Panggilah mereka (anak-anak angkat itu) dengan (memakai) nama bapak-bapak
mereka; Itulah yang lebih adil pada sisi Allah. Dan jika kamu tidak mengetahui
bapak-bapak mereka, maka (panggilah mereka sebagai) saudara-saudaramu seagama
dan maula-maulamu. Dan tidak ada dosa atasmu terhadap apa yang kamu khilaf
padanya, tetapi (yang ada dosanya) apa yang disengaja oleh hatimu. Dan adalah
Allah Maha Pengampun lagi Maha Penyayang.”
Kesimpulan atau intisari ayat ini:
Ayat ini menegaskan bahwa status hukum anak angkat tidak
sama dengan anak kandung, seperti halnya status hukum isteri tidak sama dengan
ibu. Dengan demikian, dalam hal kewarisan, maka anak angkat tidak mendapat hak
waris atas harta peninggalan orang tua angkatnya. Jadi ayat ini melarang untuk
menyamakan anak angkat dengan anak kandung.
Ayat ini sekaligus menasakh (menghapus) ketentuan pembagian warisan pada masa jahiliyah yang menjadikan status anak angkat sama dengan status anak kandung dalam pembagian warisan.
Ayat ini sekaligus menasakh (menghapus) ketentuan pembagian warisan pada masa jahiliyah yang menjadikan status anak angkat sama dengan status anak kandung dalam pembagian warisan.
13. Q.S. An-Ahzab ayat 40:
“Muhammad itu sekali-kali bukanlah bapak dari seorang
laki-laki di antara kamu, tetapi dia adalah Rasulullah dan penutup nabi-nabi.
Dan adalah Allah Maha Mengetahui segala sesuatu.”
Kesimpulan atau intisari ayat ini:
Dalam ayat ini dinyatakan bahwa Nabi Muhammad SAW bukanlah
ayah dari salah seorang sahabat. Dengan demikian, bekas isteri Zaid dapat
dinikahi oleh Rasulullah SAW karena Zaid adalah anak angkat Rasulullah SAW.
Seandainya Zaid sebagai anak angkat Rasulullah SAW disamakan statusnya dengan
anak kandung, maka Rasulullah SAW tidak boleh menikahi mantan isteri Zaid.

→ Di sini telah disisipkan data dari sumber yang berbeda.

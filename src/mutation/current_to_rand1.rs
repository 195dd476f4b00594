use crate::population::PopulationView;
use crate::rng::Rng64;
use ndarray::Array1;

/// `x[i] + K*(x[r1]-x[i]) + f*(x[r2]-x[r3])`, `K ~ U(0,1)`, r1,r2,r3
/// pairwise distinct. May include `i`.
pub(crate) fn mutant_current_to_rand1(
    i: usize,
    pop: &PopulationView<'_>,
    f: f64,
    rng: &mut Rng64,
) -> Array1<f64> {
    let idxs = rng.distinct_indices(&[], 3, pop.nrows());
    let (r1, r2, r3) = (idxs[0], idxs[1], idxs[2]);
    let k = rng.uniform01();
    let xi = pop.row(i);
    xi + &((pop.row(r1) - xi) * k) + &((pop.row(r2) - pop.row(r3)) * f)
}
//! Constraint-handling selectors: static penalty, Deb's feasibility
//! rule, and the epsilon-constraint decay schedule. Each exposes a total
//! order `better(a, b)` plus a generation-level hook, dispatched through
//! a closed enum (the operator set is fixed by configuration, never
//! extended at runtime — see the engine's design notes on variant
//! dispatch).

mod epsilon;
mod feasibility_rule;
mod static_penalty;

pub use epsilon::Epsilon;
pub use feasibility_rule::feasibility_better;
pub use static_penalty::static_penalty_better;

use crate::error::ConfigError;
use crate::population::Evaluation;

/// Static-penalty or Deb's-rule selectors carry no per-instance state;
/// `Epsilon` carries a decaying threshold.
#[derive(Debug, Clone)]
pub enum Selector {
    StaticPenalty,
    FeasibilityRule,
    Epsilon(Epsilon),
}

impl Selector {
    pub fn epsilon(theta: f64, tc: u64, cp: f64) -> Result<Self, ConfigError> {
        Ok(Selector::Epsilon(Epsilon::new(theta, tc, cp)?))
    }

    /// `true` iff `a` is preferred over (or tied with, by tie-break) `b`.
    pub fn better(&self, a: &Evaluation, b: &Evaluation) -> bool {
        match self {
            Selector::StaticPenalty => static_penalty_better(a, b),
            Selector::FeasibilityRule => feasibility_better(a, b, 0.0),
            Selector::Epsilon(eps) => feasibility_better(a, b, eps.level()),
        }
    }

    /// Generation-level hook. For `Epsilon` this initializes or decays
    /// the threshold; the other selectors are no-ops.
    pub fn on_generation_start(&mut self, g: u64, violation_sums: &[f64]) {
        if let Selector::Epsilon(eps) = self {
            eps.on_generation_start(g, violation_sums);
        }
    }
}
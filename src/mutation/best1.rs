use crate::population::PopulationView;
use crate::rng::Rng64;
use ndarray::Array1;

/// `x[best] + f*(x[r1] - x[r2])`, r1 != r2, both excluding `best`.
pub(crate) fn mutant_best1(
    _i: usize,
    pop: &PopulationView<'_>,
    best_idx: usize,
    f: f64,
    rng: &mut Rng64,
) -> Array1<f64> {
    let idxs = rng.distinct_indices(&[best_idx], 2, pop.nrows());
    let (r1, r2) = (idxs[0], idxs[1]);
    pop.row(best_idx) + &((pop.row(r1) - pop.row(r2)) * f)
}
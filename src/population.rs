//! Population and per-individual evaluation. Owned exclusively by the
//! driver; operators only ever see an immutable [`PopulationView`].

use ndarray::Array1;

/// Objective value plus constraint violations for one individual.
///
/// `violations[k] == f64::INFINITY` marks the individual invalid (e.g.
/// the objective's external simulator failed). Aggregate violation `V`
/// is the sum of the violation vector; `V == 0` denotes feasibility.
#[derive(Debug, Clone)]
pub struct Evaluation {
    pub fom: f64,
    pub violations: Vec<f64>,
}

impl Evaluation {
    pub fn new(fom: f64, violations: Vec<f64>) -> Self {
        Self { fom, violations }
    }

    /// Aggregate violation `V = sum(violations)`.
    pub fn violation_sum(&self) -> f64 {
        self.violations.iter().sum()
    }

    pub fn is_feasible(&self) -> bool {
        self.violation_sum() == 0.0
    }

    /// `true` iff any violation coordinate is `+inf`.
    pub fn is_invalid(&self) -> bool {
        self.violations.iter().any(|v| v.is_infinite() && v.is_sign_positive())
    }
}

/// Fixed-size ordered sequence of `(individual, evaluation)` pairs.
pub struct Population {
    individuals: Vec<Array1<f64>>,
    evaluations: Vec<Evaluation>,
}

impl Population {
    pub fn new(individuals: Vec<Array1<f64>>, evaluations: Vec<Evaluation>) -> Self {
        assert_eq!(individuals.len(), evaluations.len());
        Self {
            individuals,
            evaluations,
        }
    }

    pub fn len(&self) -> usize {
        self.individuals.len()
    }

    pub fn is_empty(&self) -> bool {
        self.individuals.is_empty()
    }

    pub fn dim(&self) -> usize {
        self.individuals.first().map(|x| x.len()).unwrap_or(0)
    }

    pub fn individual(&self, i: usize) -> &Array1<f64> {
        &self.individuals[i]
    }

    pub fn evaluation(&self, i: usize) -> &Evaluation {
        &self.evaluations[i]
    }

    /// Overwrite slot `i` in place (acceptance of a trial).
    pub fn commit(&mut self, i: usize, individual: Array1<f64>, evaluation: Evaluation) {
        self.individuals[i] = individual;
        self.evaluations[i] = evaluation;
    }

    pub fn view(&self) -> PopulationView<'_> {
        PopulationView {
            individuals: &self.individuals,
        }
    }

    /// Index of the individual preferred by `better` over all others,
    /// ties broken by first occurrence.
    pub fn find_best(&self, better: impl Fn(&Evaluation, &Evaluation) -> bool) -> usize {
        let mut best = 0;
        for i in 1..self.evaluations.len() {
            let candidate = &self.evaluations[i];
            let current_best = &self.evaluations[best];
            if better(candidate, current_best) && !better(current_best, candidate) {
                best = i;
            }
        }
        best
    }
}

/// Read-only view of the current individuals, the only thing mutators
/// are allowed to see — this removes the cyclic driver back-references
/// the source used (`de.population()`, `de.f()`, `de.cr()` calls from
/// inside operator code).
pub struct PopulationView<'a> {
    individuals: &'a [Array1<f64>],
}

impl<'a> PopulationView<'a> {
    pub fn new(individuals: &'a [Array1<f64>]) -> Self {
        Self { individuals }
    }

    pub fn nrows(&self) -> usize {
        self.individuals.len()
    }

    pub fn row(&self, i: usize) -> &Array1<f64> {
        &self.individuals[i]
    }
}

#[cfg(test)]
mod tests {
    use super::*;

    #[test]
    fn violation_sum_and_feasibility() {
        let e = Evaluation::new(1.0, vec![0.0, 0.0]);
        assert!(e.is_feasible());
        let e2 = Evaluation::new(1.0, vec![0.2, 0.3]);
        assert!(!e2.is_feasible());
        assert_eq!(e2.violation_sum(), 0.5);
    }

    #[test]
    fn infinite_violation_marks_invalid() {
        let e = Evaluation::new(1.0, vec![0.0, f64::INFINITY]);
        assert!(e.is_invalid());
        let e2 = Evaluation::new(1.0, vec![0.0, 0.0]);
        assert!(!e2.is_invalid());
    }

    #[test]
    fn find_best_breaks_ties_by_first_occurrence() {
        let pop = Population::new(
            vec![Array1::zeros(1), Array1::zeros(1), Array1::zeros(1)],
            vec![
                Evaluation::new(1.0, vec![]),
                Evaluation::new(1.0, vec![]),
                Evaluation::new(0.5, vec![]),
            ],
        );
        let best = pop.find_best(|a, b| a.fom < b.fom);
        assert_eq!(best, 2);
        let tie_pop = Population::new(
            vec![Array1::zeros(1), Array1::zeros(1)],
            vec![Evaluation::new(1.0, vec![]), Evaluation::new(1.0, vec![])],
        );
        assert_eq!(tie_pop.find_best(|a, b| a.fom < b.fom), 0);
    }

    #[test]
    fn find_best_breaks_ties_by_first_occurrence_under_non_strict_comparator() {
        // `Selector::better` is non-strict (`<=`-shaped): on an exact tie
        // a naive "overwrite on better(candidate, best)" scan would drift
        // to the last tied index instead of keeping the first.
        let pop = Population::new(
            vec![Array1::zeros(1), Array1::zeros(1), Array1::zeros(1)],
            vec![
                Evaluation::new(1.0, vec![]),
                Evaluation::new(1.0, vec![]),
                Evaluation::new(1.0, vec![]),
            ],
        );
        assert_eq!(pop.find_best(|a, b| a.fom <= b.fom), 0);
    }
}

Demikian pula halnya kalau anak angkat dijadikan sebagai anak kandung, maka
akan membawa pengaruh terhadap pembagian warisan.
Seperti
juga Q.S. Al-Ahzab ayat 4-5, ayat ini menasakh (menghapus) ketentuan pembagian
warisan pada masa jahiliyah yang menjadikan status anak angkat sama dengan
status anak kandung dalam pembagian warisan.